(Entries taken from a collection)
BEGIN
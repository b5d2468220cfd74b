// In-memory adapters for route tests

use async_trait::async_trait;
use serde_json::{json, Map, Value};
use std::sync::atomic::{AtomicUsize, Ordering};
use std::sync::{Arc, Mutex};

use crate::upstream::{
    FetchedTranscript, MetadataProvider, TranscriptList, TranscriptProvider, TranscriptSnippet,
    TranscriptTrack, TranslationLanguage, UpstreamError, Upstreams, VideoSnippet,
};

pub const VIDEO_ID: &str = "dQw4w9WgXcQ";

pub struct FakeMetadata {
    pub result: Result<VideoSnippet, UpstreamError>,
    pub calls: AtomicUsize,
}

impl FakeMetadata {
    pub fn found() -> Self {
        let mut thumbnails = Map::new();
        thumbnails.insert(
            "default".to_string(),
            json!({"url": "https://i.ytimg.com/vi/dQw4w9WgXcQ/default.jpg", "width": 120, "height": 90}),
        );
        Self {
            result: Ok(VideoSnippet {
                title: "Never Gonna Give You Up".to_string(),
                thumbnails,
            }),
            calls: AtomicUsize::new(0),
        }
    }

    pub fn failing(error: UpstreamError) -> Self {
        Self {
            result: Err(error),
            calls: AtomicUsize::new(0),
        }
    }

    pub fn calls(&self) -> usize {
        self.calls.load(Ordering::SeqCst)
    }
}

#[async_trait]
impl MetadataProvider for FakeMetadata {
    async fn video_snippet(&self, _video_id: &str) -> Result<VideoSnippet, UpstreamError> {
        self.calls.fetch_add(1, Ordering::SeqCst);
        self.result.clone()
    }
}

pub struct FakeTranscripts {
    pub result: Result<TranscriptList, UpstreamError>,
    pub calls: AtomicUsize,
    pub fetched_urls: Mutex<Vec<String>>,
}

impl FakeTranscripts {
    /// Manual `en` (translatable to fr and de), generated `de` and `es`
    pub fn with_tracks() -> Self {
        let translations = vec![
            TranslationLanguage {
                language: "French".to_string(),
                language_code: "fr".to_string(),
            },
            TranslationLanguage {
                language: "German".to_string(),
                language_code: "de".to_string(),
            },
        ];
        let base = "https://www.youtube.com/api/timedtext?v=dQw4w9WgXcQ";
        let manual = vec![TranscriptTrack::new(
            VIDEO_ID,
            "English",
            "en",
            false,
            translations,
            format!("{}&lang=en", base),
        )];
        let generated = vec![
            TranscriptTrack::new(
                VIDEO_ID,
                "German (auto-generated)",
                "de",
                true,
                Vec::new(),
                format!("{}&lang=de&kind=asr", base),
            ),
            TranscriptTrack::new(
                VIDEO_ID,
                "Spanish (auto-generated)",
                "es",
                true,
                Vec::new(),
                format!("{}&lang=es&kind=asr", base),
            ),
        ];

        Self::from_list(TranscriptList::new(VIDEO_ID, manual, generated))
    }

    /// Only a manual `es` track, translatable to fr
    pub fn spanish_only() -> Self {
        let manual = vec![TranscriptTrack::new(
            VIDEO_ID,
            "Spanish",
            "es",
            false,
            vec![TranslationLanguage {
                language: "French".to_string(),
                language_code: "fr".to_string(),
            }],
            "https://www.youtube.com/api/timedtext?v=dQw4w9WgXcQ&lang=es".to_string(),
        )];
        Self::from_list(TranscriptList::new(VIDEO_ID, manual, Vec::new()))
    }

    pub fn from_list(list: TranscriptList) -> Self {
        Self {
            result: Ok(list),
            calls: AtomicUsize::new(0),
            fetched_urls: Mutex::new(Vec::new()),
        }
    }

    pub fn failing(error: UpstreamError) -> Self {
        Self {
            result: Err(error),
            calls: AtomicUsize::new(0),
            fetched_urls: Mutex::new(Vec::new()),
        }
    }

    pub fn calls(&self) -> usize {
        self.calls.load(Ordering::SeqCst)
    }

    pub fn fetched_urls(&self) -> Vec<String> {
        self.fetched_urls.lock().unwrap().clone()
    }
}

#[async_trait]
impl TranscriptProvider for FakeTranscripts {
    async fn list_transcripts(&self, _video_id: &str) -> Result<TranscriptList, UpstreamError> {
        self.calls.fetch_add(1, Ordering::SeqCst);
        self.result.clone()
    }

    async fn fetch_track(
        &self,
        track: &TranscriptTrack,
        preserve_formatting: bool,
    ) -> Result<FetchedTranscript, UpstreamError> {
        self.fetched_urls.lock().unwrap().push(track.url().to_string());
        let text = if preserve_formatting {
            "<b>hello</b> world"
        } else {
            "hello world"
        };
        Ok(FetchedTranscript {
            snippets: vec![TranscriptSnippet {
                text: text.to_string(),
                start: 0.0,
                duration: 1.5,
            }],
            video_id: track.video_id.clone(),
            language: track.language.clone(),
            language_code: track.language_code.clone(),
            is_generated: track.is_generated,
        })
    }
}

pub fn upstreams(metadata: &Arc<FakeMetadata>, transcripts: &Arc<FakeTranscripts>) -> Upstreams {
    Upstreams::new(metadata.clone(), transcripts.clone())
}

pub fn body_detail(body: &Value) -> &str {
    body["detail"].as_str().unwrap_or_default()
}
END
TO DO. Retype the data in full, precisely as given.

REPLY.
repository b5d2468220cfd74b
// In-memory adapters for route tests

use async_trait::async_trait;
use serde_json::{json, Map, Value};
use std::sync::atomic::{AtomicUsize, Ordering};
use std::sync::{Arc, Mutex};

use crate::upstream::{
    FetchedTranscript, MetadataProvider, TranscriptList, TranscriptProvider, TranscriptSnippet,
    TranscriptTrack, TranslationLanguage, UpstreamError, Upstreams, VideoSnippet,
};

pub const VIDEO_ID: &str = "dQw4w9WgXcQ";

pub struct FakeMetadata {
    pub result: Result<VideoSnippet, UpstreamError>,
    pub calls: AtomicUsize,
}

impl FakeMetadata {
    pub fn found() -> Self {
        let mut thumbnails = Map::new();
        thumbnails.insert(
            "default".to_string(),
            json!({"url": "https://i.ytimg.com/vi/dQw4w9WgXcQ/default.jpg", "width": 120, "height": 90}),
        );
        Self {
            result: Ok(VideoSnippet {
                title: "Never Gonna Give You Up".to_string(),
                thumbnails,
            }),
            calls: AtomicUsize::new(0),
        }
    }

    pub fn failing(error: UpstreamError) -> Self {
        Self {
            result: Err(error),
            calls: AtomicUsize::new(0),
        }
    }

    pub fn calls(&self) -> usize {
        self.calls.load(Ordering::SeqCst)
    }
}

#[async_trait]
impl MetadataProvider for FakeMetadata {
    async fn video_snippet(&self, _video_id: &str) -> Result<VideoSnippet, UpstreamError> {
        self.calls.fetch_add(1, Ordering::SeqCst);
        self.result.clone()
    }
}

pub struct FakeTranscripts {
    pub result: Result<TranscriptList, UpstreamError>,
    pub calls: AtomicUsize,
    pub fetched_urls: Mutex<Vec<String>>,
}

impl FakeTranscripts {
    /// Manual `en` (translatable to fr and de), generated `de` and `es`
    pub fn with_tracks() -> Self {
        let translations = vec![
            TranslationLanguage {
                language: "French".to_string(),
                language_code: "fr".to_string(),
            },
            TranslationLanguage {
                language: "German".to_string(),
                language_code: "de".to_string(),
            },
        ];
        let base = "https://www.youtube.com/api/timedtext?v=dQw4w9WgXcQ";
        let manual = vec![TranscriptTrack::new(
            VIDEO_ID,
            "English",
            "en",
            false,
            translations,
            format!("{}&lang=en", base),
        )];
        let generated = vec![
            TranscriptTrack::new(
                VIDEO_ID,
                "German (auto-generated)",
                "de",
                true,
                Vec::new(),
                format!("{}&lang=de&kind=asr", base),
            ),
            TranscriptTrack::new(
                VIDEO_ID,
                "Spanish (auto-generated)",
                "es",
                true,
                Vec::new(),
                format!("{}&lang=es&kind=asr", base),
            ),
        ];

        Self::from_list(TranscriptList::new(VIDEO_ID, manual, generated))
    }

    /// Only a manual `es` track, translatable to fr
    pub fn spanish_only() -> Self {
        let manual = vec![TranscriptTrack::new(
            VIDEO_ID,
            "Spanish",
            "es",
            false,
            vec![TranslationLanguage {
                language: "French".to_string(),
                language_code: "fr".to_string(),
            }],
            "https://www.youtube.com/api/timedtext?v=dQw4w9WgXcQ&lang=es".to_string(),
        )];
        Self::from_list(TranscriptList::new(VIDEO_ID, manual, Vec::new()))
    }

    pub fn from_list(list: TranscriptList) -> Self {
        Self {
            result: Ok(list),
            calls: AtomicUsize::new(0),
            fetched_urls: Mutex::new(Vec::new()),
        }
    }

    pub fn failing(error: UpstreamError) -> Self {
        Self {
            result: Err(error),
            calls: AtomicUsize::new(0),
            fetched_urls: Mutex::new(Vec::new()),
        }
    }

    pub fn calls(&self) -> usize {
        self.calls.load(Ordering::SeqCst)
    }

    pub fn fetched_urls(&self) -> Vec<String> {
        self.fetched_urls.lock().unwrap().clone()
    }
}

#[async_trait]
impl TranscriptProvider for FakeTranscripts {
    async fn list_transcripts(&self, _video_id: &str) -> Result<TranscriptList, UpstreamError> {
        self.calls.fetch_add(1, Ordering::SeqCst);
        self.result.clone()
    }

    async fn fetch_track(
        &self,
        track: &TranscriptTrack,
        preserve_formatting: bool,
    ) -> Result<FetchedTranscript, UpstreamError> {
        self.fetched_urls.lock().unwrap().push(track.url().to_string());
        let text = if preserve_formatting {
            "<b>hello</b> world"
        } else {
            "hello world"
        };
        Ok(FetchedTranscript {
            snippets: vec![TranscriptSnippet {
                text: text.to_string(),
                start: 0.0,
                duration: 1.5,
            }],
            video_id: track.video_id.clone(),
            language: track.language.clone(),
            language_code: track.language_code.clone(),
            is_generated: track.is_generated,
        })
    }
}

pub fn upstreams(metadata: &Arc<FakeMetadata>, transcripts: &Arc<FakeTranscripts>) -> Upstreams {
    Upstreams::new(metadata.clone(), transcripts.clone())
}

pub fn body_detail(body: &Value) -> &str {
    body["detail"].as_str().unwrap_or_default()
}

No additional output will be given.